WHAT YOU WILL DO
Look through the lines below and extract any with the word "backends".

.....

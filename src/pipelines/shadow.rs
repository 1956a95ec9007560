use crate::data_structures::{
    instance::InstanceRaw,
    model::{ModelVertex, Vertex},
    texture::Texture,
};

/// The spotlight's shadow map and everything needed to fill and sample it.
#[derive(Debug)]
pub struct ShadowResources {
    pub map: Texture,
    pub pipeline: wgpu::RenderPipeline,
    /// Layout of the group the lit pass samples the map through.
    pub bind_group_layout: wgpu::BindGroupLayout,
    pub bind_group: wgpu::BindGroup,
}

impl ShadowResources {
    pub fn new(
        device: &wgpu::Device,
        size: u32,
        light_bind_group_layout: &wgpu::BindGroupLayout,
    ) -> Self {
        let map = Texture::create_shadow_map(device, size);
        let bind_group_layout = mk_sample_layout(device);
        let bind_group = mk_sample_bind_group(device, &bind_group_layout, &map);
        let pipeline = mk_shadow_pipeline(device, light_bind_group_layout);
        Self {
            map,
            pipeline,
            bind_group_layout,
            bind_group,
        }
    }
}

pub fn mk_sample_layout(device: &wgpu::Device) -> wgpu::BindGroupLayout {
    device.create_bind_group_layout(&wgpu::BindGroupLayoutDescriptor {
        entries: &[
            wgpu::BindGroupLayoutEntry {
                binding: 0,
                visibility: wgpu::ShaderStages::FRAGMENT,
                ty: wgpu::BindingType::Texture {
                    multisampled: false,
                    view_dimension: wgpu::TextureViewDimension::D2,
                    sample_type: wgpu::TextureSampleType::Depth,
                },
                count: None,
            },
            wgpu::BindGroupLayoutEntry {
                binding: 1,
                visibility: wgpu::ShaderStages::FRAGMENT,
                ty: wgpu::BindingType::Sampler(wgpu::SamplerBindingType::Comparison),
                count: None,
            },
        ],
        label: Some("shadow_sample_bind_group_layout"),
    })
}

fn mk_sample_bind_group(
    device: &wgpu::Device,
    layout: &wgpu::BindGroupLayout,
    map: &Texture,
) -> wgpu::BindGroup {
    let sampler = map.sampler.clone().unwrap_or_else(|| mk_comparison_sampler(device));
    device.create_bind_group(&wgpu::BindGroupDescriptor {
        layout,
        entries: &[
            wgpu::BindGroupEntry {
                binding: 0,
                resource: wgpu::BindingResource::TextureView(&map.view),
            },
            wgpu::BindGroupEntry {
                binding: 1,
                resource: wgpu::BindingResource::Sampler(&sampler),
            },
        ],
        label: Some("shadow_sample_bind_group"),
    })
}

fn mk_comparison_sampler(device: &wgpu::Device) -> wgpu::Sampler {
    device.create_sampler(&wgpu::SamplerDescriptor {
        label: Some("shadow sampler"),
        mag_filter: wgpu::FilterMode::Linear,
        min_filter: wgpu::FilterMode::Linear,
        compare: Some(wgpu::CompareFunction::LessEqual),
        ..Default::default()
    })
}

/// Depth-only pipeline rendering casters from the light's point of view.
pub fn mk_shadow_pipeline(
    device: &wgpu::Device,
    light_bind_group_layout: &wgpu::BindGroupLayout,
) -> wgpu::RenderPipeline {
    let layout = device.create_pipeline_layout(&wgpu::PipelineLayoutDescriptor {
        label: Some("Shadow Pipeline Layout"),
        bind_group_layouts: &[light_bind_group_layout],
        push_constant_ranges: &[],
    });
    let shader = device.create_shader_module(wgpu::ShaderModuleDescriptor {
        label: Some("Shadow Shader"),
        source: wgpu::ShaderSource::Wgsl(include_str!("shadow.wgsl").into()),
    });

    device.create_render_pipeline(&wgpu::RenderPipelineDescriptor {
        cache: None,
        label: Some("Shadow Pipeline"),
        layout: Some(&layout),
        vertex: wgpu::VertexState {
            module: &shader,
            entry_point: Some("vs_main"),
            buffers: &[ModelVertex::desc(), InstanceRaw::desc()],
            compilation_options: Default::default(),
        },
        // GL needs a fragment stage even if nothing is written
        fragment: Some(wgpu::FragmentState {
            module: &shader,
            entry_point: Some("fs_main"),
            targets: &[],
            compilation_options: Default::default(),
        }),
        primitive: wgpu::PrimitiveState {
            topology: wgpu::PrimitiveTopology::TriangleList,
            strip_index_format: None,
            front_face: wgpu::FrontFace::Ccw,
            cull_mode: None,
            polygon_mode: wgpu::PolygonMode::Fill,
            unclipped_depth: false,
            conservative: false,
        },
        depth_stencil: Some(wgpu::DepthStencilState {
            format: Texture::DEPTH_FORMAT,
            depth_write_enabled: true,
            depth_compare: wgpu::CompareFunction::LessEqual,
            stencil: wgpu::StencilState::default(),
            bias: wgpu::DepthBiasState {
                constant: 2,
                slope_scale: 2.0,
                clamp: 0.0,
            },
        }),
        multisample: wgpu::MultisampleState {
            count: 1,
            mask: !0,
            alpha_to_coverage_enabled: false,
        },
        multiview: None,
    })
}
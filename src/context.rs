use std::sync::Arc;

use anyhow::Context as _;
use winit::window::Window;

use crate::{
    config::ViewerConfig,
    data_structures::texture,
    render::Renderer,
    scene::Scene,
    viewport::{fit_to_limit, pick_sample_count, Viewport},
};

/// The window, its surface and everything the GPU needs to draw into it.
#[derive(Debug)]
pub struct Context {
    pub window: Arc<Window>,
    pub surface: wgpu::Surface<'static>,
    pub device: wgpu::Device,
    pub queue: wgpu::Queue,
    pub config: wgpu::SurfaceConfiguration,
    pub viewport: Viewport,
    pub(crate) depth_texture: texture::Texture,
    /// Multisampled colour target, `None` when drawing straight to the surface.
    pub(crate) msaa_target: Option<texture::Texture>,
    pub renderer: Renderer,
    is_surface_configured: bool,
}

impl Context {
    /// Set up the surface, device and renderer for `window`. Fails if no
    /// adapter or device can be obtained.
    pub async fn new(window: Arc<Window>, viewer_config: &ViewerConfig) -> anyhow::Result<Self> {
        let size = window.inner_size();
        let viewport = Viewport::new(size, window.scale_factor(), &viewer_config.viewport);

        log::info!("WGPU setup");
        let instance = wgpu::Instance::new(&wgpu::InstanceDescriptor {
            #[cfg(not(target_arch = "wasm32"))]
            backends: wgpu::Backends::PRIMARY,
            #[cfg(target_arch = "wasm32")]
            backends: wgpu::Backends::GL,
            ..Default::default()
        });

        let surface = instance
            .create_surface(window.clone())
            .context("Cannot create a rendering surface for the window")?;

        let adapter = instance
            .request_adapter(&wgpu::RequestAdapterOptions {
                power_preference: wgpu::PowerPreference::default(),
                compatible_surface: Some(&surface),
                force_fallback_adapter: false,
            })
            .await
            .context("No graphics adapter can present to the window")?;

        let (device, queue) = adapter
            .request_device(&wgpu::DeviceDescriptor {
                label: None,
                required_features: wgpu::Features::empty(),
                // WebGL doesn't support all of wgpu's features, so if
                // we're building for the web we'll have to disable some.
                required_limits: if cfg!(target_arch = "wasm32") {
                    wgpu::Limits::downlevel_webgl2_defaults()
                } else {
                    wgpu::Limits::default()
                },
                memory_hints: Default::default(),
                trace: wgpu::Trace::Off,
                ..Default::default()
            })
            .await
            .context("Cannot open the graphics device")?;

        let surface_caps = surface.get_capabilities(&adapter);
        let surface_format = viewport
            .color_space
            .pick_format(&surface_caps.formats)
            .context("The surface supports no texture format")?;
        let format_features = |format| adapter.get_texture_format_features(format).flags;
        let (colour_flags, depth_flags) = (
            format_features(surface_format),
            format_features(texture::Texture::DEPTH_FORMAT),
        );
        let adapter_specific = device
            .features()
            .contains(wgpu::Features::TEXTURE_ADAPTER_SPECIFIC_FORMAT_FEATURES);
        // 4 samples are guaranteed for renderable formats, anything else needs the feature
        let sample_count = pick_sample_count(viewer_config.viewport.msaa_samples, |count| {
            (count == 4 || adapter_specific)
                && colour_flags.sample_count_supported(count)
                && depth_flags.sample_count_supported(count)
        });

        let (width, height) = fit_to_limit(
            size.width.max(1),
            size.height.max(1),
            device.limits().max_texture_dimension_2d,
        );
        let config = wgpu::SurfaceConfiguration {
            usage: wgpu::TextureUsages::RENDER_ATTACHMENT,
            format: surface_format,
            width,
            height,
            present_mode: surface_caps
                .present_modes
                .first()
                .copied()
                .unwrap_or(wgpu::PresentMode::Fifo),
            alpha_mode: surface_caps
                .alpha_modes
                .first()
                .copied()
                .unwrap_or(wgpu::CompositeAlphaMode::Auto),
            view_formats: vec![],
            desired_maximum_frame_latency: 2,
        };

        // zero sized windows (web canvas before layout) are configured on the first resize
        let is_surface_configured = size.width > 0 && size.height > 0;
        if is_surface_configured {
            surface.configure(&device, &config);
        }

        let depth_texture = texture::Texture::create_depth_texture(
            &device,
            [config.width, config.height],
            sample_count,
            "depth_texture",
        );
        let msaa_target = (sample_count > 1).then(|| {
            texture::Texture::create_msaa_target(
                &device,
                [config.width, config.height],
                surface_format,
                sample_count,
            )
        });
        let renderer = Renderer::new(
            &device,
            surface_format,
            size,
            viewport.shadows,
            sample_count,
            viewer_config,
        );
        log::info!(
            "Context ready: {}x{} @{}x, {:?}, {}x MSAA",
            size.width,
            size.height,
            viewport.pixel_ratio(),
            surface_format,
            sample_count
        );

        Ok(Self {
            window,
            surface,
            device,
            queue,
            config,
            viewport,
            depth_texture,
            msaa_target,
            renderer,
            is_surface_configured,
        })
    }

    /// Apply a new drawable size to the viewport, camera, surface and depth buffer.
    ///
    /// The camera keeps the window's aspect. The surface is scaled down to the
    /// device's texture limit when the window is larger.
    pub fn resize(&mut self, width: u32, height: u32) -> bool {
        if !self
            .viewport
            .resize(width, height, &mut self.renderer.projection)
        {
            return false;
        }
        let (surface_width, surface_height) =
            fit_to_limit(width, height, self.device.limits().max_texture_dimension_2d);
        self.config.width = surface_width;
        self.config.height = surface_height;
        self.surface.configure(&self.device, &self.config);
        self.is_surface_configured = true;
        let sample_count = self.renderer.sample_count;
        self.depth_texture = texture::Texture::create_depth_texture(
            &self.device,
            [self.config.width, self.config.height],
            sample_count,
            "depth_texture",
        );
        if sample_count > 1 {
            self.msaa_target = Some(texture::Texture::create_msaa_target(
                &self.device,
                [self.config.width, self.config.height],
                self.config.format,
                sample_count,
            ));
        }
        self.renderer.camera.controller.set_viewport_height(height);
        true
    }

    pub fn set_pixel_ratio(&mut self, pixel_ratio: f64) {
        self.viewport.set_pixel_ratio(pixel_ratio);
    }

    pub fn is_surface_configured(&self) -> bool {
        self.is_surface_configured
    }

    /// Draw `scene` to the window.
    pub fn render(&mut self, scene: &Scene) -> Result<(), wgpu::SurfaceError> {
        // Rendering requires the surface to be configured
        if !self.is_surface_configured {
            return Ok(());
        }

        let output = self.surface.get_current_texture()?;
        let view = output
            .texture
            .create_view(&wgpu::TextureViewDescriptor::default());

        let mut encoder = self
            .device
            .create_command_encoder(&wgpu::CommandEncoderDescriptor {
                label: Some("Render Encoder"),
            });
        let (colour, resolve) = match &self.msaa_target {
            Some(msaa) => (&msaa.view, Some(&view)),
            None => (&view, None),
        };
        self.renderer
            .encode(&mut encoder, colour, resolve, &self.depth_texture.view, scene);

        self.queue.submit(std::iter::once(encoder.finish()));
        output.present();
        Ok(())
    }
}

.....

ANSWER FOR THE TASK
            backends: wgpu::Backends::PRIMARY,
            backends: wgpu::Backends::GL,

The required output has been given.